Sulfamethoxazole: Effects, Uses & Risks

Sulfamethoxazole is an antibiotic. The substance comes from the group of sulfonamides. Sulfamethoxazole inhibits the synthesis of folic acid by bacteria and thus has a bacteriostatic effect. It is used in solid combination with trimethoprim under the name cotrimoxazole.

What is sulfamethoxazole?

Sulfamethoxazole is a substance belonging to the group of sulfonamides. It is used as an antibiotic and is approved in fixed combination with trimethoprim for the treatment of bacterial urinary tract and respiratory tract infections. This fixed combination of the two drugs is in a 5:1 ratio and is known as cotrimoxazole. Specific indications include infections with Pneumocystis jirovecii, nocardia asteroides, Stenotrophomonas maltophilia.

Pharmacologic action

Sulfamethoxazole, like all substances in the sulfonamide group, is a synthetically produced substance. The action of sulfonamides is based on the fact that they prevent bacteria from producing folic acid. Folic acid is important for the production of nucleotides. As a result, the bacteria cannot reproduce because copying their genetic material is not possible without folic acid. Sulfonamides therefore have a bacteriostatic effect, since they do not kill the bacteria but prevent them from multiplying. Sulfamethoxazole in particular is a competitive antagonist of dihydropteroate synthase. Aminobenzoic acid (PABA) is a natural substrate of this enzyme. The enzymatic reaction inhibited by sulfamethoxazole is an important step in the synthesis of bacterial folic acid. Thus, it cannot be synthesized, resulting in the inability to copy the DNA of bacteria, since folic acid is required for DNA duplication. For humans, this inhibition is irrelevant, since they do not synthesize folic acid themselves, but absorb it through food. The plasma half-life of sulfamethoxazole is approximately nine to eleven hours.

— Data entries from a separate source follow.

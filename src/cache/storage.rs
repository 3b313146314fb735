use crate::errors::CacheResult;
use async_trait::async_trait;
use std::any::Any;
use std::collections::HashMap;
use std::sync::Arc;

/// Value passed through the façade. JSON keeps backends oblivious to
/// caller-side types.
pub type CacheValue = serde_json::Value;

/// Opaque context handle forwarded untouched to storage calls.
///
/// The manager never inspects it; backends that scope cached data by
/// tenant or environment may downcast to whatever type was registered.
pub type CacheContext = Arc<dyn Any + Send + Sync>;

/// Marker passed when no context was ever enabled or bound.
#[derive(Debug, Clone, Copy, PartialEq, Eq)]
pub struct UndefinedContext;

/// Context handle used by operations running without any context.
pub fn undefined_context() -> CacheContext {
    Arc::new(UndefinedContext)
}

/// Check whether a context handle is the undefined-context marker
pub fn is_undefined_context(context: &CacheContext) -> bool {
    context.downcast_ref::<UndefinedContext>().is_some()
}

/// Capability every pluggable cache backend implements.
///
/// Keys arrive already prefixed and TTLs are milliseconds; `get_many`
/// results must align positionally with the input keys. `forget` and
/// `flush` take no context, matching the rest of the capability's
/// context-first signatures only where the context is meaningful.
#[async_trait]
pub trait CacheStorage: Send + Sync {
    async fn get(&self, context: &CacheContext, key: &str) -> CacheResult<Option<CacheValue>>;

    async fn put(
        &self,
        context: &CacheContext,
        key: &str,
        value: CacheValue,
        ttl_ms: u64
    ) -> CacheResult<()>;

    async fn put_many(
        &self,
        context: &CacheContext,
        values: HashMap<String, CacheValue>,
        ttl_ms: u64
    ) -> CacheResult<()>;

    async fn get_many(
        &self,
        context: &CacheContext,
        keys: &[String]
    ) -> CacheResult<Vec<Option<CacheValue>>>;

    async fn forget(&self, key: &str) -> CacheResult<()>;

    async fn flush(&self) -> CacheResult<()>;
}
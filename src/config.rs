use anyhow::{ Context, Result };
use once_cell::sync::Lazy;
use serde::{ Deserialize, Serialize };
use std::fs;
use std::path::Path;
use std::sync::{ Arc, RwLock };

/// Runtime configuration for the cache façade.
///
/// The manager reads this through a [`SharedConfig`] handle on every
/// operation, so changes to `cache_key_prefix` or `record_ttl` take
/// effect on the next call without restarting anything.
#[derive(Debug, Clone, Serialize, Deserialize)]
pub struct CacheConfig {
    /// Default TTL in milliseconds, used when an operation omits one
    pub record_ttl: u64,
    /// Storage name activated at startup
    pub current_cache_storage: String,
    /// Built-in storages to register at startup
    #[serde(default)]
    pub enabled_cache_storages: Vec<String>,
    /// Prefix prepended verbatim to every user key
    #[serde(default)]
    pub cache_key_prefix: String,
}

impl Default for CacheConfig {
    fn default() -> Self {
        Self {
            record_ttl: 60_000, // 1 minute
            current_cache_storage: "memory".to_string(),
            enabled_cache_storages: vec!["memory".to_string()],
            cache_key_prefix: String::new(),
        }
    }
}

impl CacheConfig {
    pub fn load(path: &str) -> Result<Self> {
        if !Path::new(path).exists() {
            let default_config = Self::default();
            default_config.save(path)?;
            return Ok(default_config);
        }

        let content = fs
            ::read_to_string(path)
            .with_context(|| format!("Failed to read config file: {}", path))?;

        let config: Self = serde_json
            ::from_str(&content)
            .with_context(|| format!("Failed to parse config file: {}", path))?;

        Ok(config)
    }

    pub fn save(&self, path: &str) -> Result<()> {
        let content = serde_json
            ::to_string_pretty(self)
            .with_context(|| "Failed to serialize config")?;

        fs::write(path, content).with_context(|| format!("Failed to write config file: {}", path))?;

        Ok(())
    }

    pub fn reload(&mut self, path: &str) -> Result<()> {
        *self = Self::load(path)?;
        Ok(())
    }

    /// Wrap into the externally mutable handle the manager reads live.
    pub fn into_shared(self) -> SharedConfig {
        Arc::new(RwLock::new(self))
    }
}

/// Externally mutable configuration source shared with the manager.
pub type SharedConfig = Arc<RwLock<CacheConfig>>;

/// Process-wide configuration, backing the global cache manager.
pub static CACHE_CONFIG: Lazy<SharedConfig> = Lazy::new(|| CacheConfig::default().into_shared());

/// Snapshot of the process-wide configuration
pub fn get_config() -> CacheConfig {
    CACHE_CONFIG.read().unwrap().clone()
}

/// Mutate the process-wide configuration in place
pub fn update_config<F: FnOnce(&mut CacheConfig)>(f: F) {
    let mut config = CACHE_CONFIG.write().unwrap();
    f(&mut config);
}

#[cfg(test)]
mod tests {
    use super::*;

    #[test]
    fn test_defaults() {
        let config = CacheConfig::default();
        assert_eq!(config.record_ttl, 60_000);
        assert_eq!(config.current_cache_storage, "memory");
        assert_eq!(config.enabled_cache_storages, vec!["memory".to_string()]);
        assert!(config.cache_key_prefix.is_empty());
    }

    #[test]
    fn test_save_and_load_roundtrip() {
        let dir = tempfile::tempdir().unwrap();
        let path = dir.path().join("cache.json");
        let path = path.to_str().unwrap();

        let mut config = CacheConfig::default();
        config.record_ttl = 5_000;
        config.cache_key_prefix = "app:".to_string();
        config.save(path).unwrap();

        let loaded = CacheConfig::load(path).unwrap();
        assert_eq!(loaded.record_ttl, 5_000);
        assert_eq!(loaded.cache_key_prefix, "app:");
    }

    #[test]
    fn test_load_creates_default_file_when_missing() {
        let dir = tempfile::tempdir().unwrap();
        let path = dir.path().join("missing.json");
        let path = path.to_str().unwrap();

        let config = CacheConfig::load(path).unwrap();
        assert_eq!(config.record_ttl, CacheConfig::default().record_ttl);
        assert!(Path::new(path).exists());
    }

    #[test]
    fn test_shared_handle_observes_mutation() {
        let shared = CacheConfig::default().into_shared();
        shared.write().unwrap().cache_key_prefix = "P".to_string();
        assert_eq!(shared.read().unwrap().cache_key_prefix, "P");
    }
}
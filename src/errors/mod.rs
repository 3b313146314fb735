use thiserror::Error;

#[derive(Error, Debug)]
pub enum CacheError {
    #[error("Unknown cache storage: {0}")] UnknownStorage(String),

    #[error("Unknown cache context: {0}")] UnknownContext(String),

    #[error("No cache storage enabled")] NoActiveStorage,

    #[error("Storage backend error: {0}")] Backend(String),

    #[error("Serialization error: {0}")] Serialization(#[from] serde_json::Error),
}

impl CacheError {
    /// True for errors raised during name resolution, before any backend
    /// call was attempted.
    pub fn is_resolution_error(&self) -> bool {
        matches!(
            self,
            CacheError::UnknownStorage(_) |
                CacheError::UnknownContext(_) |
                CacheError::NoActiveStorage
        )
    }
}

pub type CacheResult<T> = Result<T, CacheError>;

Medical application and use

In fixed combination with trimethoprim, sulfamethoxazole is used under the name cotrimoxazole. Cotrimoxazole is indicated for upper and lower respiratory tract infections (except streptococcal angina), kidney and urinary tract infections, male and female reproductive tract infections, and gastrointestinal tract infections. In addition, it is approved for the treatment of brucellosis, nocardiosis, non-genuine mycotic mycetoma, and South American blastomycosis. Accordingly, in addition to its antibacterial activity, cotrimoxazole is also effective against some fungi. Treatment with cotrimoxazole is also possible as a therapeutic trial in the initial stage of granulomatosis with polyangiitis. However, in this indication the mechanism of action is not known. Another special indication, as mentioned above, is Pneumocystis jirovecii pneumonia.

Risks and side effects

The safety profile of the fixed combination of sulfamethoxazole with trimethoprim is considered good, and thus its use is safe. The side effects attributable to sulfamethoxazole are mainly skin problems, especially eczema. In addition to adverse effects on the skin, sulfamethoxazole can also cause leukopenia, anemia, thrombocytopenia, ataxia, convulsions, psychosis, depression, nausea, vomiting, loss of appetite, and diarrhea. In addition to the adverse effects caused by sulfamethoxazole, side effects may occur that are due to the trimethoprim. These include gastrointestinal problems, skin reactions, aseptic meningitis, increases in transaminases, bilirubin, creatine, and urea, minor changes in blood counts, and fever. Spermatogenesis may be impaired with prolonged use. In combination with trimethoprim, sulfamethoxazole causes prolongation of QT time. Therefore, cotrimoxazole must not be used concomitantly with other drugs that prolong the QT interval and must not be used in long-QT syndrome. Furthermore, cotrimoxazole must not be used in cases of known hypersensitivity to either drug, erythema exsudativum multiforme, existing blood count abnormalities, glucose-6-phosphate dehydrogenase deficiency, severe renal insufficiency, severe liver damage, porphyria, and in premature infants and neonates with hyperbilirubinemia.In mild renal and hepatic dysfunction and thyroid dysfunction and in neonates under 5 weeks of age, cotrimoxazole should be used only with special caution and supervision. Sulfamethoxazole potentiates the anticoagulant effect of 4-hydroxycoumarins and the blood glucose-lowering effect of sulfonylureas. In the case of cotrimoxazole, it should be noted that trimethoprim potentiates the effects of phenytoin, cardiac glycosides, and procainamide. In addition, plasma concentrations of methotrexate and the hormones of the contraceptive pill may be affected.